L'économie de Kramatorsk s'est adaptée à la guerre. La ville abrite le quartier général régional de l'armée ukrainienne et de nombreux cafés et restaurants sont fréquentés principalement par des soldats, des journalistes et des travailleurs humanitaires.
Les femmes ukrainiennes s'y rendent souvent pour retrouver leur mari ou leur petit ami, pendant quelques jours.
Les soldats plaisantent en disant que Kramatorsk est leur Las Vegas, offrant tout le "luxe" dont ils ont besoin, comme de la bonne nourriture ou du café. Mais les restaurants ne proposent que de la bière sans alcool, en raison de la proximité du champ de bataille.
Les rues de la ville sont pratiquement vides, à l'exception des voitures militaires. Les habitants qui sont restés évitent les grands rassemblements et les endroits bondés.
Néanmoins, la situation est bien différente de celle des premiers jours de la guerre, lorsque les magasins, les restaurants et les cafés de Kramatorsk étaient fermés. Des dizaines de milliers de personnes se sont retrouvées sans emploi et les usines ont été fermées.
"Probablement, grâce à l'armée, nous pouvons encore revenir dans cette ville", confesse Oleksandr, qui a demandé à n'être identifié que par son prénom pour des raisons de sécurité.
Il est cofondateur de l'un des nombreux magasins militaires de Kramatorsk au service des soldats. Oleksandr explique qu'il ne majore les prix que de 1 hryvnia (3 centimes d'euro) par rapport au prix du fabricant. Selon lui, l'objectif n'est pas de gagner de l'argent, mais de fournir à l'armée l'équipement nécessaire.
Les nouvelles opportunités entraînent des risques considérables
De nombreux habitants se réjouissent des nouvelles possibilités d'emploi offertes par la réouverture des magasins et des restaurants.
Mais les personnes âgées ont moins d'options, comme l'explique Tetiana Podosionova, 54 ans. Elle a travaillé à l'usine de construction de machines de Kramatorsk pendant 32 ans, mais l'usine a fermé en raison des risques liés à la sécurité lorsque la guerre a commencé.

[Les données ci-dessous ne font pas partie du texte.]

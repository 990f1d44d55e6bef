//! 图框记录
//!
//! 分类完成后的图框不可变：宽高与角点在创建时一次性确定，
//! 之后只允许在排序时重新编号。

use crate::math::{BoundingBox3, Point3};
use serde::{Deserialize, Serialize};

/// 找不到图号时的占位值
pub const UNKNOWN_SHEET_NUMBER: &str = "???";

/// 已分类的图框
///
/// 序列化字段名与图框缓存文件保持一致（`sheet`、`format`、`w`、`h`、`min`、`max`）。
#[derive(Debug, Clone, PartialEq, Serialize, Deserialize)]
pub struct Frame {
    /// 排序后的序号，从1开始
    #[serde(rename = "sheet")]
    sheet_index: u32,
    /// 图签中的图号
    sheet_number: String,
    /// 幅面标签，例如 "A3"、"A4×3"、"A2 верт."
    #[serde(rename = "format")]
    format_label: String,
    /// 包围盒X方向尺寸（取整）
    #[serde(rename = "w")]
    width: f64,
    /// 包围盒Y方向尺寸（取整）
    #[serde(rename = "h")]
    height: f64,
    /// 原始包围盒最小角点
    #[serde(rename = "min")]
    min_corner: Point3,
    /// 原始包围盒最大角点
    #[serde(rename = "max")]
    max_corner: Point3,
}

/// 尺寸取整（与原始数据保持一致，0.5 向偶数取整）
pub(crate) fn round_extent(value: f64) -> f64 {
    value.abs().round_ties_even()
}

impl Frame {
    /// 由包围盒创建图框，宽高从角点计算
    pub fn new(
        sheet_index: u32,
        sheet_number: impl Into<String>,
        format_label: impl Into<String>,
        bounds: BoundingBox3,
    ) -> Self {
        Self {
            sheet_index,
            sheet_number: sheet_number.into(),
            format_label: format_label.into(),
            width: round_extent(bounds.max.x - bounds.min.x),
            height: round_extent(bounds.max.y - bounds.min.y),
            min_corner: bounds.min,
            max_corner: bounds.max,
        }
    }

    pub fn sheet_index(&self) -> u32 {
        self.sheet_index
    }

    pub fn sheet_number(&self) -> &str {
        &self.sheet_number
    }

    /// 是否找到了图号
    pub fn has_sheet_number(&self) -> bool {
        self.sheet_number != UNKNOWN_SHEET_NUMBER
    }

    pub fn format_label(&self) -> &str {
        &self.format_label
    }

    pub fn width(&self) -> f64 {
        self.width
    }

    pub fn height(&self) -> f64 {
        self.height
    }

    pub fn min_corner(&self) -> Point3 {
        self.min_corner
    }

    pub fn max_corner(&self) -> Point3 {
        self.max_corner
    }

    /// 原始包围盒
    pub fn bounds(&self) -> BoundingBox3 {
        BoundingBox3::new(self.min_corner, self.max_corner)
    }

    /// 宽大于高
    pub fn is_landscape(&self) -> bool {
        self.width > self.height
    }

    /// 列表显示用的一行文字
    pub fn display_line(&self) -> String {
        format!(
            "{:<4} | Лист {:<8} | {:<10} | {:.0}x{:.0}",
            self.sheet_index, self.sheet_number, self.format_label, self.width, self.height
        )
    }

    /// 重新编号（仅排序时使用）
    pub(crate) fn renumbered(mut self, sheet_index: u32) -> Self {
        self.sheet_index = sheet_index;
        self
    }
}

"J'espérais travailler à l'usine jusqu'à ma retraite", explique Tetiana Podosionova. Aujourd'hui, la plupart des emplois se trouvent dans des restaurants et des magasins, où elle n'a aucune expérience.
Finalement, elle a trouvé un emploi à l'Amazing Fish Aquarium, qui a repris ses activités quelques mois après le début de la guerre. L'aquarium possède des centaines de poissons exotiques et des dizaines de perroquets. Il reste ouvert pour divertir les habitants, souvent stressés par les frappes de missiles.
Mais toute reprise d'activité comporte des risques. Ihnatenko, le propriétaire de la pizzeria, se rend encore chaque jour dans son restaurant détruit lorsqu'il est à Kramatorsk. Il ne sait pas pourquoi. Il a l'air fatigué. Sa voix ne dépasse guère le murmure.
Comme de nombreux chefs d'entreprise, il a vu dans la contre-offensive réussie de l'Ukraine, dans la région voisine de Kharkiv l'année dernière, le signe d'un retour à la vie à Kramatorsk.
"Cela semblait plus sûr ici", souligne-t-il, debout dans les décombres de son restaurant.
Il n'a pas l'intention de reconstruire et de rouvrir à nouveau.
Son expérience tragique montre les difficultés auxquelles sont confrontés les propriétaires d'entreprises pour garder leurs portes ouvertes.
"Un missile peut arriver à tout moment", confie-t-il.